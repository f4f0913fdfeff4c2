//! Registry of live relay sessions

use std::collections::HashSet;
use std::net::{IpAddr, SocketAddr};
use std::sync::atomic::{AtomicU64, Ordering};
use std::sync::Arc;

use dashmap::DashMap;
use serde::Serialize;

/// Session identifier
pub type SessionId = u64;

/// Registry entry for one session
#[derive(Debug, Clone)]
pub struct SessionEntry {
    /// Affinity key: the client's IP address, never its port.
    pub client: String,
    pub backend: Option<String>,
}

/// One line of the status snapshot
#[derive(Debug, Clone, PartialEq, Eq, Serialize)]
pub struct SessionInfo {
    pub client: String,
    pub server: String,
}

#[derive(Default)]
struct Inner {
    sessions: DashMap<SessionId, SessionEntry>,
    next_id: AtomicU64,
}

/// Concurrency-safe set of running sessions, shared by the listener,
/// the cleanup loop and the status service.
#[derive(Clone, Default)]
pub struct SessionRegistry {
    inner: Arc<Inner>,
}

impl SessionRegistry {
    pub fn new() -> Self {
        Self::default()
    }

    /// Register a new session. The entry lives as long as the returned guard.
    pub fn register(&self, client_addr: SocketAddr) -> SessionGuard {
        let id = self.inner.next_id.fetch_add(1, Ordering::Relaxed) + 1;
        let entry = SessionEntry {
            client: client_identity(&client_addr),
            backend: None,
        };
        self.inner.sessions.insert(id, entry);
        SessionGuard {
            registry: self.clone(),
            id,
        }
    }

    fn set_backend(&self, id: SessionId, backend: Option<String>) {
        if let Some(mut entry) = self.inner.sessions.get_mut(&id) {
            entry.backend = backend;
        }
    }

    /// Whether some live session still relays `client` to `backend`.
    pub fn holds(&self, backend: &str, client: &str) -> bool {
        self.inner.sessions.iter().any(|entry| {
            entry.client == client && entry.backend.as_deref() == Some(backend)
        })
    }

    /// `(backend, client)` for every session holding a backend.
    pub fn live_claims(&self) -> Vec<(String, String)> {
        self.inner
            .sessions
            .iter()
            .filter_map(|entry| {
                entry
                    .backend
                    .as_ref()
                    .map(|backend| (backend.clone(), entry.client.clone()))
            })
            .collect()
    }

    /// Client identities of every session holding a backend.
    pub fn live_clients(&self) -> HashSet<String> {
        self.live_claims().into_iter().map(|(_, client)| client).collect()
    }

    /// Status snapshot, ordered by client then backend.
    pub fn snapshot(&self) -> Vec<SessionInfo> {
        let mut sessions: Vec<SessionInfo> = self
            .live_claims()
            .into_iter()
            .map(|(server, client)| SessionInfo { client, server })
            .collect();
        sessions.sort_by(|a, b| a.client.cmp(&b.client).then_with(|| a.server.cmp(&b.server)));
        sessions
    }

    /// Number of registered sessions, assigned or not
    pub fn count(&self) -> usize {
        self.inner.sessions.len()
    }

    pub fn assigned_count(&self) -> usize {
        self.inner
            .sessions
            .iter()
            .filter(|entry| entry.backend.is_some())
            .count()
    }
}

/// Keeps a session registered; deregisters on drop, including on panic.
pub struct SessionGuard {
    registry: SessionRegistry,
    id: SessionId,
}

impl SessionGuard {
    pub fn id(&self) -> SessionId {
        self.id
    }

    pub fn set_backend(&self, backend: &str) {
        self.registry.set_backend(self.id, Some(backend.to_string()));
    }

    pub fn clear_backend(&self) {
        self.registry.set_backend(self.id, None);
    }
}

impl Drop for SessionGuard {
    fn drop(&mut self) {
        self.registry.inner.sessions.remove(&self.id);
    }
}

/// Affinity key for a client socket address.
///
/// IPv4 clients accepted on a dual-stack socket are keyed by their plain
/// IPv4 form so they match rows provisioned as dotted quads.
pub fn client_identity(addr: &SocketAddr) -> String {
    match addr.ip() {
        IpAddr::V6(v6) => match v6.to_ipv4_mapped() {
            Some(v4) => v4.to_string(),
            None => v6.to_string(),
        },
        ip => ip.to_string(),
    }
}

···

Prompt. Reproduce all of the listing, exactly as given.

Output for this task.
repository f4f0913fdfeff4c2
//! Registry of live relay sessions

use std::collections::HashSet;
use std::net::{IpAddr, SocketAddr};
use std::sync::atomic::{AtomicU64, Ordering};
use std::sync::Arc;

use dashmap::DashMap;
use serde::Serialize;

/// Session identifier
pub type SessionId = u64;

/// Registry entry for one session
#[derive(Debug, Clone)]
pub struct SessionEntry {
    /// Affinity key: the client's IP address, never its port.
    pub client: String,
    pub backend: Option<String>,
}

/// One line of the status snapshot
#[derive(Debug, Clone, PartialEq, Eq, Serialize)]
pub struct SessionInfo {
    pub client: String,
    pub server: String,
}

#[derive(Default)]
struct Inner {
    sessions: DashMap<SessionId, SessionEntry>,
    next_id: AtomicU64,
}

/// Concurrency-safe set of running sessions, shared by the listener,
/// the cleanup loop and the status service.
#[derive(Clone, Default)]
pub struct SessionRegistry {
    inner: Arc<Inner>,
}

impl SessionRegistry {
    pub fn new() -> Self {
        Self::default()
    }

    /// Register a new session. The entry lives as long as the returned guard.
    pub fn register(&self, client_addr: SocketAddr) -> SessionGuard {
        let id = self.inner.next_id.fetch_add(1, Ordering::Relaxed) + 1;
        let entry = SessionEntry {
            client: client_identity(&client_addr),
            backend: None,
        };
        self.inner.sessions.insert(id, entry);
        SessionGuard {
            registry: self.clone(),
            id,
        }
    }

    fn set_backend(&self, id: SessionId, backend: Option<String>) {
        if let Some(mut entry) = self.inner.sessions.get_mut(&id) {
            entry.backend = backend;
        }
    }

    /// Whether some live session still relays `client` to `backend`.
    pub fn holds(&self, backend: &str, client: &str) -> bool {
        self.inner.sessions.iter().any(|entry| {
            entry.client == client && entry.backend.as_deref() == Some(backend)
        })
    }

    /// `(backend, client)` for every session holding a backend.
    pub fn live_claims(&self) -> Vec<(String, String)> {
        self.inner
            .sessions
            .iter()
            .filter_map(|entry| {
                entry
                    .backend
                    .as_ref()
                    .map(|backend| (backend.clone(), entry.client.clone()))
            })
            .collect()
    }

    /// Client identities of every session holding a backend.
    pub fn live_clients(&self) -> HashSet<String> {
        self.live_claims().into_iter().map(|(_, client)| client).collect()
    }

    /// Status snapshot, ordered by client then backend.
    pub fn snapshot(&self) -> Vec<SessionInfo> {
        let mut sessions: Vec<SessionInfo> = self
            .live_claims()
            .into_iter()
            .map(|(server, client)| SessionInfo { client, server })
            .collect();
        sessions.sort_by(|a, b| a.client.cmp(&b.client).then_with(|| a.server.cmp(&b.server)));
        sessions
    }

    /// Number of registered sessions, assigned or not
    pub fn count(&self) -> usize {
        self.inner.sessions.len()
    }

    pub fn assigned_count(&self) -> usize {
        self.inner
            .sessions
            .iter()
            .filter(|entry| entry.backend.is_some())
            .count()
    }
}

/// Keeps a session registered; deregisters on drop, including on panic.
pub struct SessionGuard {
    registry: SessionRegistry,
    id: SessionId,
}

impl SessionGuard {
    pub fn id(&self) -> SessionId {
        self.id
    }

    pub fn set_backend(&self, backend: &str) {
        self.registry.set_backend(self.id, Some(backend.to_string()));
    }

    pub fn clear_backend(&self) {
        self.registry.set_backend(self.id, None);
    }
}

impl Drop for SessionGuard {
    fn drop(&mut self) {
        self.registry.inner.sessions.remove(&self.id);
    }
}

/// Affinity key for a client socket address.
///
/// IPv4 clients accepted on a dual-stack socket are keyed by their plain
/// IPv4 form so they match rows provisioned as dotted quads.
pub fn client_identity(addr: &SocketAddr) -> String {
    match addr.ip() {
        IpAddr::V6(v6) => match v6.to_ipv4_mapped() {
            Some(v4) => v4.to_string(),
            None => v6.to_string(),
        },
        ip => ip.to_string(),
    }
}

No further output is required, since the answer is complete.